A coalizão liderada pela Arábia Saudita bombardeia a capital do país, Sanaa, desde 2014, disputando o controle da região com os rebeldes houthis.

A Organização das Nações Unidas, por meio do escritório de Coordenação de Assuntos Humanitários, informou que mais de 230 mil pessoas morreram nos seis anos de conflitos na região, predominantemente vítimas dos ataques militares, escassez de alimentos e falta de serviços médicos.

Em seus últimos dias de governo, Trump tem aproveitado para conceder perdões a aliados e condenados pela Justiça, até mesmo réus confessos como seu ex-conselheiro de Segurança Nacional, Michael Flynn, que admitiu ter mentido ao FBI durante o processo que investiga a suposta interferência russa na eleição presidencial de 2016 – pleito em que Trump foi eleito. Um desses perdões viola tratados internacionais, segundo a ONU.

A ONU também se pronunciou sobre um desses perdões, concedido a ex-funcionários da Blackwater, empresa de segurança privada que participou na Guerra do Iraque. Atuando na prática como mercenários, os membros da Blackwater foram condenados por matar civis iraquianos, o que contraria a Convenção de Genebra, conjunto de regras internacionais que obriga os países a responsabilizar criminosos de guerra em conflitos militares, mesmo quando atuam como agentes terceirizados.

Os quatro homens “perdoados” por Trump abriram fogo em uma praça lotada em Bagdá e mataram 14 civis desarmados.
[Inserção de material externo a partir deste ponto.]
//! Output types produced by a run.
//!
//! Everything here is plain data built once per document and handed to the
//! caller. [`ProcessOutput`] serialises to the JSON payload the report
//! assembler consumes.

use crate::document::{Block, RawTable};
use crate::error::ItemError;
use regex::Regex;
use serde::ser::SerializeMap;
use serde::{Deserialize, Serialize, Serializer};
use std::collections::{BTreeMap, HashMap};

// ── Headings ─────────────────────────────────────────────────────────────

/// A paragraph the heading detector accepted.
#[derive(Debug, Clone, PartialEq, Eq, Serialize, Deserialize)]
pub struct Title {
    pub paragraph_index: usize,
    pub content: String,
    pub is_first_level: bool,
}

/// One entry of the merged outline. Level 0 is the shallowest.
#[derive(Debug, Clone, PartialEq, Eq, Serialize, Deserialize)]
pub struct OutlineNode {
    pub paragraph_index: usize,
    pub content: String,
    pub level: u32,
}

/// Breadcrumb of one outline entry.
#[derive(Debug, Clone, PartialEq, Eq, Serialize, Deserialize)]
pub struct BreadcrumbEntry {
    pub paragraph_index: usize,
    pub title: String,
    /// Ancestor titles joined root → leaf with `-`.
    pub path: String,
    /// Levels of every node on the chain, root first.
    pub chain_levels: Vec<u32>,
}

// ── Sections ─────────────────────────────────────────────────────────────

/// One paragraph or table filed under a breadcrumb path.
#[derive(Debug, Clone, PartialEq, Eq, Serialize, Deserialize)]
pub struct SectionItem {
    pub paragraph_index: usize,
    #[serde(flatten)]
    pub block: Block,
}

/// Breadcrumb path → ordered items, in document order of first appearance.
#[derive(Debug, Clone, Default, PartialEq, Eq)]
pub struct Sections {
    entries: Vec<(String, Vec<SectionItem>)>,
    index: HashMap<String, usize>,
}

impl Sections {
    pub fn new() -> Self {
        Self::default()
    }

    /// Append an item to the bucket for `path`, creating it on first use.
    pub fn push(&mut self, path: &str, item: SectionItem) {
        match self.index.get(path) {
            Some(&i) => self.entries[i].1.push(item),
            None => {
                self.index.insert(path.to_string(), self.entries.len());
                self.entries.push((path.to_string(), vec![item]));
            }
        }
    }

    pub fn get(&self, path: &str) -> Option<&[SectionItem]> {
        self.index.get(path).map(|&i| self.entries[i].1.as_slice())
    }

    pub fn paths(&self) -> impl Iterator<Item = &str> {
        self.entries.iter().map(|(p, _)| p.as_str())
    }

    pub fn iter(&self) -> impl Iterator<Item = (&str, &[SectionItem])> {
        self.entries.iter().map(|(p, items)| (p.as_str(), items.as_slice()))
    }

    pub fn len(&self) -> usize {
        self.entries.len()
    }

    pub fn is_empty(&self) -> bool {
        self.entries.is_empty()
    }

    /// Text paragraphs of a section joined with newlines; tables are skipped.
    pub fn text(&self, path: &str) -> Option<String> {
        self.get(path).map(|items| {
            items
                .iter()
                .filter_map(|item| match &item.block {
                    Block::Text(t) => Some(t.as_str()),
                    Block::Table(_) => None,
                })
                .collect::<Vec<_>>()
                .join("\n")
        })
    }

    /// Sections whose path matches any `include` pattern and no `exclude`
    /// pattern, in document order.
    pub fn find_by_keywords(&self, include: &[Regex], exclude: &[Regex]) -> Vec<(&str, &[SectionItem])> {
        self.iter()
            .filter(|(path, _)| {
                include.iter().any(|re| re.is_match(path)) && !exclude.iter().any(|re| re.is_match(path))
            })
            .collect()
    }
}

impl Serialize for Sections {
    fn serialize<S: Serializer>(&self, serializer: S) -> Result<S::Ok, S::Error> {
        let mut map = serializer.serialize_map(Some(self.entries.len()))?;
        for (path, items) in &self.entries {
            map.serialize_entry(path, items)?;
        }
        map.end()
    }
}

// ── Tables ───────────────────────────────────────────────────────────────

/// A body table with the heading it sits under and the text just before it.
#[derive(Debug, Clone, PartialEq, Eq, Serialize, Deserialize)]
pub struct TableContext {
    pub id: String,
    pub menu: String,
    pub preceding_text: String,
    /// First rows as tab/newline separated text, for prompts.
    pub content: String,
    pub data: Vec<Vec<String>>,
    pub raw: RawTable,
    /// Body positions of every fragment merged into this context.
    pub paragraph_indices: Vec<usize>,
}

/// LLM description of one table.
#[derive(Debug, Clone, Default, PartialEq, Eq, Serialize, Deserialize)]
pub struct TableFeature {
    pub id: String,
    pub table_type: String,
    pub section: String,
    pub title: String,
    pub header: Vec<String>,
    pub keywords: Vec<String>,
    pub time_series: Vec<String>,
}

/// A target table bound to the context id the arbiter picked.
#[derive(Debug, Clone, PartialEq, Eq, Serialize, Deserialize)]
pub struct TargetTableMatch {
    pub name: String,
    pub id: String,
}

/// A table cell after normalization.
#[derive(Debug, Clone, PartialEq, Serialize, Deserialize)]
#[serde(untagged)]
pub enum Cell {
    Number(f64),
    Text(String),
}

impl From<&str> for Cell {
    fn from(s: &str) -> Self {
        Cell::Text(s.to_string())
    }
}

impl From<String> for Cell {
    fn from(s: String) -> Self {
        Cell::Text(s)
    }
}

impl From<f64> for Cell {
    fn from(v: f64) -> Self {
        Cell::Number(v)
    }
}

/// One resolved target table ready for the report.
#[derive(Debug, Clone, PartialEq, Serialize, Deserialize)]
pub struct TableData {
    pub name: String,
    pub menu: String,
    /// Reporting date as `YYYYMM`.
    pub date: Option<String>,
    pub unit: Option<String>,
    pub preceding_text: String,
    pub data: Vec<Vec<Cell>>,
    #[serde(skip)]
    pub raw: RawTable,
}

/// Total liabilities of one reporting period, in 亿.
#[derive(Debug, Clone, PartialEq, Serialize, Deserialize)]
pub struct LiabilityTotal {
    pub amount: f64,
    pub period: String,
}

/// Resolved target tables keyed by semantic name.
#[derive(Debug, Clone, Default, PartialEq, Serialize, Deserialize)]
pub struct TableDataSet {
    pub tables: BTreeMap<String, TableData>,
    pub liability_totals: Vec<LiabilityTotal>,
    /// Balance sheet and cash flow were dropped because the cash-flow table
    /// covers too few periods; the consumer should use warehouse data.
    pub statements_withheld: bool,
}

impl TableDataSet {
    pub fn get(&self, name: &str) -> Option<&TableData> {
        self.tables.get(name)
    }

    /// Total liabilities for the period whose label normalizes to `date`
    /// (`YYYYMM`).
    pub fn liability_total_at(&self, date: &str) -> Option<f64> {
        self.liability_totals
            .iter()
            .find(|t| crate::pipeline::annotate::extract_date(&t.period).as_deref() == Some(date))
            .map(|t| t.amount)
    }
}

// ── Run summary ──────────────────────────────────────────────────────────

/// Counters and timings of one run.
#[derive(Debug, Clone, Default, PartialEq, Eq, Serialize, Deserialize)]
pub struct ProcessStats {
    pub paragraphs: usize,
    pub tables: usize,
    pub titles: usize,
    pub sections: usize,
    pub table_contexts: usize,
    /// Contexts left after the keyword pre-filter.
    pub candidate_tables: usize,
    pub features_extracted: usize,
    pub targets_resolved: usize,
    pub llm_calls: usize,
    pub llm_failures: usize,
    pub input_tokens: u64,
    pub output_tokens: u64,
    pub total_duration_ms: u64,
    pub title_duration_ms: u64,
    pub feature_duration_ms: u64,
    pub selection_duration_ms: u64,
}

/// Everything a run produces.
#[derive(Debug, Clone, Serialize)]
pub struct ProcessOutput {
    pub titles: Vec<Title>,
    pub outline: Vec<OutlineNode>,
    pub breadcrumbs: Vec<BreadcrumbEntry>,
    pub sections: Sections,
    pub table_contexts: Vec<TableContext>,
    pub features: Vec<TableFeature>,
    pub matches: Vec<TargetTableMatch>,
    pub table_data: TableDataSet,
    pub failures: Vec<ItemError>,
    pub stats: ProcessStats,
}

impl ProcessOutput {
    /// Table contexts filed under the given heading text.
    pub fn contexts_under<'a>(&'a self, menu: &'a str) -> impl Iterator<Item = &'a TableContext> + 'a {
        self.table_contexts.iter().filter(move |c| c.menu == menu)
    }
}

/// Structure of a document, gathered without any LLM call.
#[derive(Debug, Clone, Default, PartialEq, Eq, Serialize, Deserialize)]
pub struct DocumentSummary {
    pub paragraphs: usize,
    pub tables: usize,
    pub styles: usize,
    pub numbering_definitions: usize,
    /// Paragraphs carrying a metadata outline level.
    pub outline_entries: usize,
    /// Texts of the first-level headings in order: front matter such as
    /// `目录` or `声明`, then the `第X节` / `第X章` chapters.
    pub first_level_titles: Vec<String>,
}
Pela ação, haviam sido condenados em 2007. A Blackwater é de propriedade do irmão do secretário de Educação de Trump.“Perdoar os funcionários da Blackwater é uma afronta à justiça e às vítimas do massacre da Praça Nisour e suas famílias”, afirmou Jelena Aparac, presidente do grupo da ONU que analisa a participação de mercenários em conflitos globais.

“Esses indultos violam as obrigações dos EUA de acordo com o direito internacional e prejudicam o direito humanitário e os direitos humanos em nível global.”